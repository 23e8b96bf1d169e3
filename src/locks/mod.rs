//! Single-instance coordination lock.
//!
//! At most one process per host runs a synthesis/playback operation at a time.
//! Every cooperating process locks the same well-known file with an OS
//! advisory lock (`flock` on unix, `LockFileEx` on Windows, via `fs2`).
//!
//! # Lock File
//!
//! The lock lives at a fixed path (by default `<temp_dir>/speak-tts.lock`).
//! The lock is tied to the open descriptor, not to the file's existence, so a
//! crashed holder never leaves a stale lock behind: the OS releases it when the
//! process dies.
//!
//! # Lock Metadata
//!
//! On acquisition the holder writes JSON metadata (`owner`, `pid`,
//! `acquired_at`) into the file for operators. It is never read back to decide
//! ownership.
//!
//! # RAII Guards
//!
//! Locks are held through [`LockGuard`]. Dropping the guard removes the file
//! while the lock is still held and then unlocks, on every exit path
//! including unwinding.

mod guard;
mod metadata;
mod operations;
mod policy;
mod registry;


// Re-export public API
pub use guard::LockGuard;
pub use metadata::LockMetadata;
pub use operations::{AcquireMode, LockAttempt, LockStatus, acquire, status};
#[cfg(test)]
pub use operations::is_free;
pub use policy::{Acquisition, ContentionPolicy, Coordinator, timeout_from_secs};
pub use registry::HeldLocks;
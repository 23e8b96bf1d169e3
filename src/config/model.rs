//! Config struct definition and default implementation.

use crate::strategy::{DEFAULT_LOCK_TIMEOUT_SECS, Strategy};
use serde::{Deserialize, Serialize};
use std::path::PathBuf;

/// Well-known lock location shared by every cooperating process on the host.
pub fn default_lock_path() -> PathBuf {
    std::env::temp_dir().join("speak-tts.lock")
}

fn default_poll_interval_ms() -> u64 {
    100
}

fn default_piper_bin() -> PathBuf {
    PathBuf::from("piper")
}

fn default_model() -> PathBuf {
    PathBuf::from("models/en_US-lessac-medium.onnx")
}

fn default_output() -> PathBuf {
    PathBuf::from("output/speech.wav")
}

fn default_render_timeout_secs() -> u64 {
    120
}

fn default_playback_timeout_secs() -> u64 {
    300
}

/// Configuration for speak.
///
/// Every field has a default, so an empty file (or no file) is valid.
#[derive(Debug, Clone, Serialize, Deserialize)]
#[serde(default)]
pub struct Config {
    // =========================================================================
    // Coordination
    // =========================================================================
    /// Lock file shared by all cooperating processes.
    #[serde(default = "default_lock_path")]
    pub lock_path: PathBuf,

    /// Poll interval for the `timeout` strategy.
    #[serde(default = "default_poll_interval_ms")]
    pub poll_interval_ms: u64,

    // =========================================================================
    // Speech
    // =========================================================================
    /// Piper executable (name on PATH or a path).
    #[serde(default = "default_piper_bin")]
    pub piper_bin: PathBuf,

    /// Voice model (.onnx).
    #[serde(default = "default_model")]
    pub model: PathBuf,

    /// Default WAV destination when neither `--output` nor `--play` is given.
    #[serde(default = "default_output")]
    pub output: PathBuf,

    /// Ceiling for one render before piper is killed.
    #[serde(default = "default_render_timeout_secs")]
    pub render_timeout_secs: u64,

    /// Ceiling for one playback before the player is killed.
    #[serde(default = "default_playback_timeout_secs")]
    pub playback_timeout_secs: u64,

    /// Player command line; auto-detected when unset.
    #[serde(default, skip_serializing_if = "Option::is_none")]
    pub player: Option<String>,

    // =========================================================================
    // MQTT bridge
    // =========================================================================
    #[serde(default)]
    pub mqtt: MqttConfig,
}

impl Default for Config {
    fn default() -> Self {
        Self {
            lock_path: default_lock_path(),
            poll_interval_ms: default_poll_interval_ms(),
            piper_bin: default_piper_bin(),
            model: default_model(),
            output: default_output(),
            render_timeout_secs: default_render_timeout_secs(),
            playback_timeout_secs: default_playback_timeout_secs(),
            player: None,
            mqtt: MqttConfig::default(),
        }
    }
}

/// Settings for `speak listen`.
#[derive(Debug, Clone, Serialize, Deserialize)]
#[serde(default)]
pub struct MqttConfig {
    pub broker: String,
    pub port: u16,
    pub topic: String,
    #[serde(skip_serializing_if = "Option::is_none")]
    pub username: Option<String>,
    #[serde(skip_serializing_if = "Option::is_none")]
    pub password: Option<String>,
    pub keep_alive_secs: u64,

    /// Strategy applied to every message.
    pub strategy: Strategy,

    /// Budget for the `timeout` strategy.
    pub lock_timeout_secs: f64,

    /// Log running counters every N messages.
    pub stats_every: u64,

    /// Ceiling for one `speak say` child, lock wait included.
    pub invocation_timeout_secs: u64,
}

impl Default for MqttConfig {
    fn default() -> Self {
        Self {
            broker: "localhost".to_string(),
            port: 1883,
            topic: "tts/speak".to_string(),
            username: None,
            password: None,
            keep_alive_secs: 60,
            strategy: Strategy::Skip,
            lock_timeout_secs: DEFAULT_LOCK_TIMEOUT_SECS,
            stats_every: 10,
            invocation_timeout_secs: 120,
        }
    }
}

__________________________________________________

■ WORK TO BE COMPLETED ■
Keeping every word in place, restate the entries above.

■ TASK OUTPUT ■
repository 23e8b96bf1d169e3
filename src/locks/mod.rs
//! Single-instance coordination lock.
//!
//! At most one process per host runs a synthesis/playback operation at a time.
//! Every cooperating process locks the same well-known file with an OS
//! advisory lock (`flock` on unix, `LockFileEx` on Windows, via `fs2`).
//!
//! # Lock File
//!
//! The lock lives at a fixed path (by default `<temp_dir>/speak-tts.lock`).
//! The lock is tied to the open descriptor, not to the file's existence, so a
//! crashed holder never leaves a stale lock behind: the OS releases it when the
//! process dies.
//!
//! # Lock Metadata
//!
//! On acquisition the holder writes JSON metadata (`owner`, `pid`,
//! `acquired_at`) into the file for operators. It is never read back to decide
//! ownership.
//!
//! # RAII Guards
//!
//! Locks are held through [`LockGuard`]. Dropping the guard removes the file
//! while the lock is still held and then unlocks, on every exit path
//! including unwinding.

mod guard;
mod metadata;
mod operations;
mod policy;
mod registry;


// Re-export public API
pub use guard::LockGuard;
pub use metadata::LockMetadata;
pub use operations::{AcquireMode, LockAttempt, LockStatus, acquire, status};
#[cfg(test)]
pub use operations::is_free;
pub use policy::{Acquisition, ContentionPolicy, Coordinator, timeout_from_secs};
pub use registry::HeldLocks;
repository 23e8b96bf1d169e3
filename src/config/model.rs
//! Config struct definition and default implementation.

use crate::strategy::{DEFAULT_LOCK_TIMEOUT_SECS, Strategy};
use serde::{Deserialize, Serialize};
use std::path::PathBuf;

/// Well-known lock location shared by every cooperating process on the host.
pub fn default_lock_path() -> PathBuf {
    std::env::temp_dir().join("speak-tts.lock")
}

fn default_poll_interval_ms() -> u64 {
    100
}

fn default_piper_bin() -> PathBuf {
    PathBuf::from("piper")
}

fn default_model() -> PathBuf {
    PathBuf::from("models/en_US-lessac-medium.onnx")
}

fn default_output() -> PathBuf {
    PathBuf::from("output/speech.wav")
}

fn default_render_timeout_secs() -> u64 {
    120
}

fn default_playback_timeout_secs() -> u64 {
    300
}

/// Configuration for speak.
///
/// Every field has a default, so an empty file (or no file) is valid.
#[derive(Debug, Clone, Serialize, Deserialize)]
#[serde(default)]
pub struct Config {
    // =========================================================================
    // Coordination
    // =========================================================================
    /// Lock file shared by all cooperating processes.
    #[serde(default = "default_lock_path")]
    pub lock_path: PathBuf,

    /// Poll interval for the `timeout` strategy.
    #[serde(default = "default_poll_interval_ms")]
    pub poll_interval_ms: u64,

    // =========================================================================
    // Speech
    // =========================================================================
    /// Piper executable (name on PATH or a path).
    #[serde(default = "default_piper_bin")]
    pub piper_bin: PathBuf,

    /// Voice model (.onnx).
    #[serde(default = "default_model")]
    pub model: PathBuf,

    /// Default WAV destination when neither `--output` nor `--play` is given.
    #[serde(default = "default_output")]
    pub output: PathBuf,

    /// Ceiling for one render before piper is killed.
    #[serde(default = "default_render_timeout_secs")]
    pub render_timeout_secs: u64,

    /// Ceiling for one playback before the player is killed.
    #[serde(default = "default_playback_timeout_secs")]
    pub playback_timeout_secs: u64,

    /// Player command line; auto-detected when unset.
    #[serde(default, skip_serializing_if = "Option::is_none")]
    pub player: Option<String>,

    // =========================================================================
    // MQTT bridge
    // =========================================================================
    #[serde(default)]
    pub mqtt: MqttConfig,
}

impl Default for Config {
    fn default() -> Self {
        Self {
            lock_path: default_lock_path(),
            poll_interval_ms: default_poll_interval_ms(),
            piper_bin: default_piper_bin(),
            model: default_model(),
            output: default_output(),
            render_timeout_secs: default_render_timeout_secs(),
            playback_timeout_secs: default_playback_timeout_secs(),
            player: None,
            mqtt: MqttConfig::default(),
        }
    }
}

/// Settings for `speak listen`.
#[derive(Debug, Clone, Serialize, Deserialize)]
#[serde(default)]
pub struct MqttConfig {
    pub broker: String,
    pub port: u16,
    pub topic: String,
    #[serde(skip_serializing_if = "Option::is_none")]
    pub username: Option<String>,
    #[serde(skip_serializing_if = "Option::is_none")]
    pub password: Option<String>,
    pub keep_alive_secs: u64,

    /// Strategy applied to every message.
    pub strategy: Strategy,

    /// Budget for the `timeout` strategy.
    pub lock_timeout_secs: f64,

    /// Log running counters every N messages.
    pub stats_every: u64,

    /// Ceiling for one `speak say` child, lock wait included.
    pub invocation_timeout_secs: u64,
}

impl Default for MqttConfig {
    fn default() -> Self {
        Self {
            broker: "localhost".to_string(),
            port: 1883,
            topic: "tts/speak".to_string(),
            username: None,
            password: None,
            keep_alive_secs: 60,
            strategy: Strategy::Skip,
            lock_timeout_secs: DEFAULT_LOCK_TIMEOUT_SECS,
            stats_every: 10,
            invocation_timeout_secs: 120,
        }
    }
}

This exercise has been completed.